L’Agenzia Internazionale per l’Energia Rilascia 400 Milioni di Barili di Petrolio per Stabilizzare i Mercati
L’Agenzia Internazionale per l’Energia (AIE) ha annunciato l’iniezione di 400 milioni di barili di petrolio tramite il rilascio coordinato delle scorte dei suoi Stati membri. Questa iniziativa mira a calmare i mercati, preoccupati per una possibile escalation del conflitto nel Golfo Persico. Si tratta di una decisione senza precedenti, che evidenzia la gravità della situazione attuale. Emmanuel Macron, presidente di turno del G7, ha convocato una videoconferenza con i leader mondiali, incluso Donald Trump, sottolineando l’urgenza di “ripristinare la libertà di navigazione nello stretto di Hormuz il prima possibile”.
La questione centrale, tuttavia, riguarda le modalità di attuazione. L’Iran sembra determinato a resistere e la minaccia delle mine nello stretto sta diventando concreta. Macron ha osservato che l’intervento dell’AIE equivale a circa 20 giorni di esportazioni attraverso Hormuz, rappresentando un aiuto momentaneo ma non risolutivo. Inoltre, un ulteriore intervento appare complicato: i membri dell’AIE possiedono circa 1,2 miliardi di barili in riserva, oltre a ulteriori 600 milioni in scorte commerciali obbligatorie. I mercati, va notato, non hanno reagito favorevolmente, aumentando i prezzi in risposta alle minacce di ritorsione da parte di Teheran, sia nei confronti dei porti commerciali della regione che sul prezzo del greggio, che ha raggiunto i 200 dollari al barile. Dopo la videoconferenza, Trump ha promesso un “enorme livello di sicurezza” nella zona, anche se al momento le aspettative rimangono incerte.
Sia Trump che Macron hanno menzionato la possibilità di missioni militari per garantire la navigazione, ma con approcci probabilmente differenti. Trump prevede di utilizzare la US Navy per scortare le petroliere in un contesto di conflitto aperto, mentre Macron preferirebbe un intervento solo dopo la fase critica. Il tempismo è un dilemma, poiché i partner non desiderano apparire come aggressori nei confronti dell’Iran, anche per proteggere le navi in transito. Macron ha quindi strutturato la discussione su tre punti: ricevere un “aggiornamento” da Trump sulla situazione attuale, coordinare il “ripristino” della libertà di navigazione e pianificare un “coordinamento economico”.

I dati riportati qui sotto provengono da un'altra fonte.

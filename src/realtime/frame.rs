//! Push frame decoding
//!
//! ```text
//! {"Data":{"EventId":21,"Data":"{\"Payload\":[32,55,...]}"}}
//! ```
//! Status updates carry a JSON document encoded as a string, so the payload
//! needs a second parse.

use serde::Deserialize;
use serde_json::Value;
use thiserror::Error;

use crate::models::PhaseEvent;

/// EventId of the vendor's status update ("VarcoStatusUpdate")
pub const STATUS_UPDATE_EVENT: i64 = 21;

#[derive(Debug, Error)]
pub enum FrameError {
    #[error("invalid frame JSON: {0}")]
    Outer(serde_json::Error),

    #[error("status update has no inner Data")]
    MissingInner,

    #[error("invalid inner JSON: {0}")]
    Inner(serde_json::Error),

    #[error("status update has an empty Payload")]
    EmptyPayload,

    #[error("payload element {0} is not an integer")]
    NotAnInteger(usize),
}

#[derive(Debug, Deserialize)]
struct Frame {
    #[serde(rename = "Data")]
    data: FrameData,
}

#[derive(Debug, Deserialize)]
struct FrameData {
    #[serde(rename = "EventId")]
    event_id: Option<i64>,
    #[serde(rename = "Data")]
    data: Option<Value>,
}

#[derive(Debug, Deserialize)]
struct StatusUpdate {
    #[serde(rename = "Payload")]
    payload: Vec<Value>,
}

/// Decode one text frame.
///
/// `Ok(None)` means a well-formed frame that is not a status update.
pub fn decode_frame(text: &str) -> Result<Option<PhaseEvent>, FrameError> {
    let frame: Frame = serde_json::from_str(text).map_err(FrameError::Outer)?;
    if frame.data.event_id != Some(STATUS_UPDATE_EVENT) {
        return Ok(None);
    }

    let update: StatusUpdate = match frame.data.data {
        Some(Value::String(inner)) => serde_json::from_str(&inner).map_err(FrameError::Inner)?,
        Some(inner @ Value::Object(_)) => serde_json::from_value(inner).map_err(FrameError::Inner)?,
        _ => return Err(FrameError::MissingInner),
    };

    let phase = update.payload.first().ok_or(FrameError::EmptyPayload)?;
    let phase = as_int(phase).ok_or(FrameError::NotAnInteger(0))?;
    let percent = match update.payload.get(1) {
        Some(value) => Some(as_int(value).ok_or(FrameError::NotAnInteger(1))?),
        None => None,
    };

    Ok(Some(PhaseEvent { phase, percent }))
}

fn as_int(value: &Value) -> Option<i64> {
    match value {
        Value::Number(n) => n
            .as_i64()
            .or_else(|| n.as_f64().filter(|f| f.is_finite()).map(|f| f.trunc() as i64)),
        Value::String(s) => s.trim().parse().ok(),
        _ => None,
    }
}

“I nostri obiettivi sono minimizzare l’impatto sulla sicurezza e sul mercato energetico globale”, hanno dichiarato i dirigenti dell’Unione Europea, Ursula von der Leyen e Antonio Costa, presenti alla videoconferenza. Hanno anche sottolineato l’importanza dell’implementazione del tetto massimo al prezzo del petrolio, il cosiddetto “price cap”, per stabilizzare i mercati e limitare le entrate della Russia, avvertendo che non è il momento di allentare le sanzioni contro Mosca. L’aumento dei prezzi del petrolio fornisce, infatti, risorse inaspettate nelle casse del Cremlino, proprio mentre l’Ucraina ha inviato droni nei Paesi del Golfo per assisterli contro gli attacchi iraniani. A Bruxelles, si spera che questa dinamica venga notata e intesa in chiave diplomatica, con il tema che potrebbe essere discusso nel prossimo Consiglio Affari Esteri.
Costa ha recentemente visitato l’Azerbaigian, considerato cruciale per la diversificazione energetica dell’Europa grazie al gasdotto TAP. “Con l’attuale volatilità, la nostra partnership è più importante che mai”, ha dichiarato Costa, aggiungendo che si sta elaborando un nuovo quadro per promuovere una cooperazione più stretta tra Bruxelles e Baku. Il presidente azero Ilham Aliyev ha rassicurato che quest’anno si prevede un aumento della produzione di gas e che, entro 2-3 anni, saranno disponibili per l’esportazione ulteriori 10 milioni di metri cubi. Ha inoltre evidenziato che, entro 5-6 anni, saranno pronti per l’esportazione tra 6 e 8 gigawatt da fonti rinnovabili. La questione cruciale rimane, quindi, come affrontare la situazione attuale.